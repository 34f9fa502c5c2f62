use serde::{Deserialize, Serialize};

#[derive(Debug, Clone, Serialize, Deserialize)]
pub struct Outcome {
    pub name: String,
    pub price: f64,
    pub previous_price: Option<f64>,
}

#[derive(Debug, Clone, Serialize, Deserialize)]
pub struct Market {
    pub platform: String,
    pub market_id: String,
    pub question: String,
    pub outcomes: Vec<Outcome>,
    pub volume_24h: Option<f64>,
    /// Epoch millis this snapshot was fetched; used for market cache TTL.
    pub fetched_at_ms: i64,
}

impl Market {
    /// The primary outcome is the one named "yes" (case-insensitive) or,
    /// failing that, index 0. Returns `None` for an empty outcome set.
    pub fn primary_outcome(&self) -> Option<&Outcome> {
        self.outcomes
            .iter()
            .find(|o| o.name.eq_ignore_ascii_case("yes"))
            .or_else(|| self.outcomes.first())
    }
}

#[cfg(test)]
mod tests {
    use super::*;

    fn market(outcomes: Vec<(&str, f64)>) -> Market {
        Market {
            platform: "polymarket".into(),
            market_id: "m1".into(),
            question: "Will it happen?".into(),
            outcomes: outcomes
                .into_iter()
                .map(|(name, price)| Outcome {
                    name: name.to_string(),
                    price,
                    previous_price: None,
                })
                .collect(),
            volume_24h: None,
            fetched_at_ms: 0,
        }
    }

    #[test]
    fn finds_yes_outcome_case_insensitively() {
        let m = market(vec![("No", 0.3), ("Yes", 0.7)]);
        assert_eq!(m.primary_outcome().unwrap().name, "Yes");
    }

    #[test]
    fn falls_back_to_first_outcome() {
        let m = market(vec![("Team A", 0.6), ("Team B", 0.4)]);
        assert_eq!(m.primary_outcome().unwrap().name, "Team A");
    }

    #[test]
    fn empty_outcomes_returns_none() {
        let m = market(vec![]);
        assert!(m.primary_outcome().is_none());
    }
}
//! The HTTP Client Fabric: a single shared [`ClientWithMiddleware`] used by
//! every venue adapter, wrapping retry/backoff/rate-limiting behind one
//! `get_json` call. Grounded on `HttpClientFactory::create_client`'s shape.

use std::sync::Arc;
use std::time::Duration;

use reqwest::Client;
use reqwest_middleware::{ClientBuilder, ClientWithMiddleware};
use serde::de::DeserializeOwned;

use super::rate_limiter::RateLimiter;
use super::retry_middleware::RetryMiddleware;
use crate::config::http_config::HttpEnvConfig;
use crate::domain::errors::VenueError;

pub struct HttpFabric {
    client: ClientWithMiddleware,
}

impl HttpFabric {
    pub fn new(config: &HttpEnvConfig) -> Self {
        let limiter = RateLimiter::new(
            config.rate_default_max_requests,
            Duration::from_millis(config.rate_default_window_ms),
        );

        let base = Client::builder()
            .pool_max_idle_per_host(8)
            .timeout(Duration::from_secs(30))
            .connect_timeout(Duration::from_secs(10))
            .build()
            .unwrap_or_else(|_| Client::new());

        let client = ClientBuilder::new(base)
            .with(RetryMiddleware::new(limiter, config))
            .build();

        Self { client }
    }

    pub fn raw(&self) -> &ClientWithMiddleware {
        &self.client
    }

    /// GETs `url` and decodes the JSON body, mapping transport/status
    /// failures onto [`VenueError`] so adapters never see reqwest's own
    /// error type.
    pub async fn get_json<T: DeserializeOwned>(
        &self,
        url: &str,
        query: &[(&str, &str)],
    ) -> Result<T, VenueError> {
        let response = self
            .client
            .get(url)
            .query(query)
            .send()
            .await
            .map_err(|e| VenueError::Unreachable(e.to_string()))?;

        let status = response.status();
        if !status.is_success() {
            let body = response.text().await.unwrap_or_default();
            return Err(if status.is_client_error() {
                VenueError::ClientError {
                    status: status.as_u16(),
                    message: body,
                }
            } else {
                VenueError::Transient {
                    status: status.as_u16(),
                    message: body,
                }
            });
        }

        response
            .json::<T>()
            .await
            .map_err(|e| VenueError::Malformed(e.to_string()))
    }

    pub async fn get_json_authed<T: DeserializeOwned>(
        &self,
        url: &str,
        query: &[(&str, &str)],
        bearer_token: &str,
    ) -> Result<T, VenueError> {
        let response = self
            .client
            .get(url)
            .query(query)
            .bearer_auth(bearer_token)
            .send()
            .await
            .map_err(|e| VenueError::Unreachable(e.to_string()))?;

        let status = response.status();
        if !status.is_success() {
            let body = response.text().await.unwrap_or_default();
            return Err(if status.is_client_error() {
                VenueError::ClientError {
                    status: status.as_u16(),
                    message: body,
                }
            } else {
                VenueError::Transient {
                    status: status.as_u16(),
                    message: body,
                }
            });
        }

        response
            .json::<T>()
            .await
            .map_err(|e| VenueError::Malformed(e.to_string()))
    }
}

pub type SharedHttpFabric = Arc<HttpFabric>;
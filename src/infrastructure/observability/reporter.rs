//! Push-based metrics reporter: periodically logs a JSON snapshot to
//! stdout. No HTTP server, no incoming connections — only outbound data,
//! outbound-only, matching the rest of this crate's observability stack.

use std::sync::Arc;
use std::time::{Duration, Instant};

use serde::Serialize;
use tracing::{info, warn};

use crate::domain::ports::Store;
use crate::infrastructure::observability::metrics::Metrics;

#[derive(Serialize)]
struct ReportSnapshot {
    timestamp: String,
    uptime_seconds: u64,
    version: String,
    active_alerts: usize,
    cron_jobs: usize,
    users: usize,
}

pub struct MetricsReporter {
    store: Arc<dyn Store>,
    metrics: Metrics,
    start_time: Instant,
    interval: Duration,
}

impl MetricsReporter {
    pub fn new(store: Arc<dyn Store>, metrics: Metrics, interval_secs: u64) -> Self {
        Self {
            store,
            metrics,
            start_time: Instant::now(),
            interval: Duration::from_secs(interval_secs),
        }
    }

    pub async fn run(self) {
        info!(
            "MetricsReporter: starting push-based metrics (interval: {:?})",
            self.interval
        );

        loop {
            tokio::time::sleep(self.interval).await;

            match self.collect_snapshot().await {
                Ok(snapshot) => match serde_json::to_string(&snapshot) {
                    Ok(json) => println!("METRICS_JSON:{json}"),
                    Err(e) => warn!("failed to serialize metrics snapshot: {e}"),
                },
                Err(e) => warn!("failed to collect metrics snapshot: {e}"),
            }
        }
    }

    async fn collect_snapshot(&self) -> anyhow::Result<ReportSnapshot> {
        let uptime = self.start_time.elapsed().as_secs();
        self.metrics.uptime_seconds.set(uptime as f64);

        let active_alerts = self.store.list_active_alerts().await?.len();
        let cron_jobs = self.store.list_cron_jobs().await?.len();
        let users = self.store.list_users().await?.len();

        Ok(ReportSnapshot {
            timestamp: chrono::Utc::now().to_rfc3339(),
            uptime_seconds: uptime,
            version: env!("CARGO_PKG_VERSION").to_string(),
            active_alerts,
            cron_jobs,
            users,
        })
    }
}
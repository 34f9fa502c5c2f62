//! Tick-loop invariants: a due job runs exactly once per tick, its next run
//! is strictly after the current one, and a stale running lease is treated
//! as abandoned rather than blocking the job forever.

use std::sync::atomic::{AtomicUsize, Ordering};
use std::sync::Arc;

use agent_core::application::alerts::AlertEngine;
use agent_core::application::clock::FakeClock;
use agent_core::application::notify::{LogMessageSender, Notifier};
use agent_core::application::portfolio::SyncEngine;
use agent_core::application::scheduler::{JobHandlers, Scheduler};
use agent_core::application::stop_loss::StopLossEngine;
use agent_core::config::SchedulerEnvConfig;
use agent_core::domain::alert::{Alert, AlertCondition};
use agent_core::domain::cron_job::{CronJob, CronSchedule, JobPayload, JobState, WakeMode};
use agent_core::domain::errors::VenueError;
use agent_core::domain::ids::Venue;
use agent_core::domain::market::{Market, Outcome};
use agent_core::domain::ports::{Store, VenueAdapter};
use agent_core::domain::position::RawPosition;
use agent_core::infrastructure::persistence::{Database, SqliteStore};
use agent_core::infrastructure::venues::Feeds;
use async_trait::async_trait;
use chrono::Utc;

struct CountingMarketAdapter {
    calls: AtomicUsize,
}

#[async_trait]
impl VenueAdapter for CountingMarketAdapter {
    fn venue(&self) -> Venue {
        Venue::Polymarket
    }

    async fn list_positions(
        &self,
        _credential: &agent_core::domain::credentials::TradingCredential,
    ) -> Result<Vec<RawPosition>, VenueError> {
        Ok(vec![])
    }

    async fn get_market(&self, market_id: &str) -> Result<Market, VenueError> {
        self.calls.fetch_add(1, Ordering::SeqCst);
        Ok(Market {
            platform: "polymarket".into(),
            market_id: market_id.into(),
            question: "Will it happen?".into(),
            outcomes: vec![Outcome {
                name: "Yes".into(),
                price: 0.90,
                previous_price: None,
            }],
            volume_24h: None,
            fetched_at_ms: Utc::now().timestamp_millis(),
        })
    }
}

fn scheduler_config() -> SchedulerEnvConfig {
    SchedulerEnvConfig {
        enabled: true,
        alert_interval_ms: 30_000,
        portfolio_interval_ms: 3_600_000,
        digest_interval_ms: 300_000,
        stoploss_interval_ms: 0,
    }
}

async fn build_scheduler(
    store: Arc<dyn Store>,
    clock: Arc<FakeClock>,
    adapter: Arc<CountingMarketAdapter>,
) -> Arc<Scheduler> {
    let venue_adapters: Vec<Arc<dyn VenueAdapter>> = vec![adapter];
    let feeds = Arc::new(Feeds::new(venue_adapters));
    let sender = Arc::new(LogMessageSender);
    let notifier = Arc::new(Notifier::new(store.clone(), sender));
    let alerts = Arc::new(AlertEngine::new(store.clone(), feeds, notifier.clone()));
    let portfolio = Arc::new(SyncEngine::new(store.clone(), vec![], clock.clone()));
    let stop_loss = Arc::new(StopLossEngine::new(
        store.clone(),
        vec![],
        notifier.clone(),
        clock.clone(),
        true,
        None,
    ));
    let handlers = JobHandlers {
        alerts,
        portfolio,
        stop_loss,
        notifier,
    };
    Arc::new(Scheduler::new(store, clock, handlers, scheduler_config()))
}

#[tokio::test]
async fn due_job_runs_once_and_reschedules_strictly_forward() {
    let db = Database::new("sqlite::memory:").await.unwrap();
    let store: Arc<dyn Store> = Arc::new(SqliteStore::new(db.pool));

    store
        .upsert_alert(&Alert {
            id: "a1".into(),
            user_id: "u1".into(),
            platform: Venue::Polymarket,
            market_id: "m1".into(),
            condition: AlertCondition::PriceAbove { threshold: 0.5 },
            enabled: true,
            triggered: false,
            channel: None,
            chat_id: None,
        })
        .await
        .unwrap();

    let now = Utc::now();
    let clock = Arc::new(FakeClock::new(now));
    let adapter = Arc::new(CountingMarketAdapter {
        calls: AtomicUsize::new(0),
    });
    let scheduler = build_scheduler(store.clone(), clock.clone(), adapter.clone()).await;

    store
        .upsert_cron_job(&CronJob {
            id: "alert-scan".into(),
            name: "alert-scan".into(),
            enabled: true,
            schedule: CronSchedule::Every {
                period_ms: 30_000,
                anchor_ms: Some(now.timestamp_millis() - 60_000),
            },
            session_target: None,
            wake_mode: WakeMode::Silent,
            payload: JobPayload::AlertScan,
            state: JobState::default(),
            delete_after_run: false,
        })
        .await
        .unwrap();

    scheduler.tick().await;
    assert_eq!(adapter.calls.load(Ordering::SeqCst), 1, "due job should run exactly once");

    let after_first = store.list_cron_jobs().await.unwrap();
    let job = after_first.iter().find(|j| j.id == "alert-scan").unwrap();
    let next_run = job.state.next_run_at_ms.unwrap();
    assert!(next_run > job.state.last_run_at_ms.unwrap());

    scheduler.tick().await;
    assert_eq!(
        adapter.calls.load(Ordering::SeqCst),
        1,
        "job is not due again within the same tick's clock reading"
    );
}

#[tokio::test]
async fn stale_running_lease_is_treated_as_abandoned() {
    let db = Database::new("sqlite::memory:").await.unwrap();
    let store: Arc<dyn Store> = Arc::new(SqliteStore::new(db.pool));

    let now = Utc::now();
    let clock = Arc::new(FakeClock::new(now));
    let adapter = Arc::new(CountingMarketAdapter {
        calls: AtomicUsize::new(0),
    });
    let scheduler = build_scheduler(store.clone(), clock.clone(), adapter.clone()).await;

    let mut state = JobState::default();
    state.running_at_ms = Some(now.timestamp_millis() - 11 * 60_000);
    state.last_run_at_ms = Some(now.timestamp_millis() - 11 * 60_000);

    store
        .upsert_cron_job(&CronJob {
            id: "alert-scan".into(),
            name: "alert-scan".into(),
            enabled: true,
            schedule: CronSchedule::Every {
                period_ms: 30_000,
                anchor_ms: Some(now.timestamp_millis() - 11 * 60_000),
            },
            session_target: None,
            wake_mode: WakeMode::Silent,
            payload: JobPayload::AlertScan,
            state,
            delete_after_run: false,
        })
        .await
        .unwrap();

    scheduler.tick().await;
    assert_eq!(
        adapter.calls.load(Ordering::SeqCst),
        1,
        "an abandoned lease older than the staleness window must not block the job"
    );
}
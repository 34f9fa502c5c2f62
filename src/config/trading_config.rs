//! Stop-loss / execution environment configuration.

use anyhow::Result;

use super::{parse_bool, parse_u64, parse_usize};

#[derive(Debug, Clone)]
pub struct TradingEnvConfig {
    pub dry_run: bool,
    pub stoploss_cooldown_ms: i64,
    /// Bounded worker pool size for per-user fan-out in PortfolioSync /
    /// StopLossEngine (default 4).
    pub user_concurrency: usize,
}

impl TradingEnvConfig {
    pub fn from_env() -> Result<Self> {
        Ok(Self {
            dry_run: parse_bool("TRADING_DRY_RUN", true),
            stoploss_cooldown_ms: parse_u64("TRADING_STOPLOSS_COOLDOWN_MS", 600_000)? as i64,
            user_concurrency: parse_usize("TRADING_USER_CONCURRENCY", 4)?,
        })
    }
}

ABOUT THIS EXERCISE:
Please write out, exactly as they appear above, only the lines in the stretch from the line with "JSON snapshot to" through the line with "pub struct MetricsReporter".

RESPONSE TO THIS TASK:
//! Push-based metrics reporter: periodically logs a JSON snapshot to
//! stdout. No HTTP server, no incoming connections — only outbound data,
//! outbound-only, matching the rest of this crate's observability stack.

use std::sync::Arc;
use std::time::{Duration, Instant};

use serde::Serialize;
use tracing::{info, warn};

use crate::domain::ports::Store;
use crate::infrastructure::observability::metrics::Metrics;

#[derive(Serialize)]
struct ReportSnapshot {
    timestamp: String,
    uptime_seconds: u64,
    version: String,
    active_alerts: usize,
    cron_jobs: usize,
    users: usize,
}

pub struct MetricsReporter {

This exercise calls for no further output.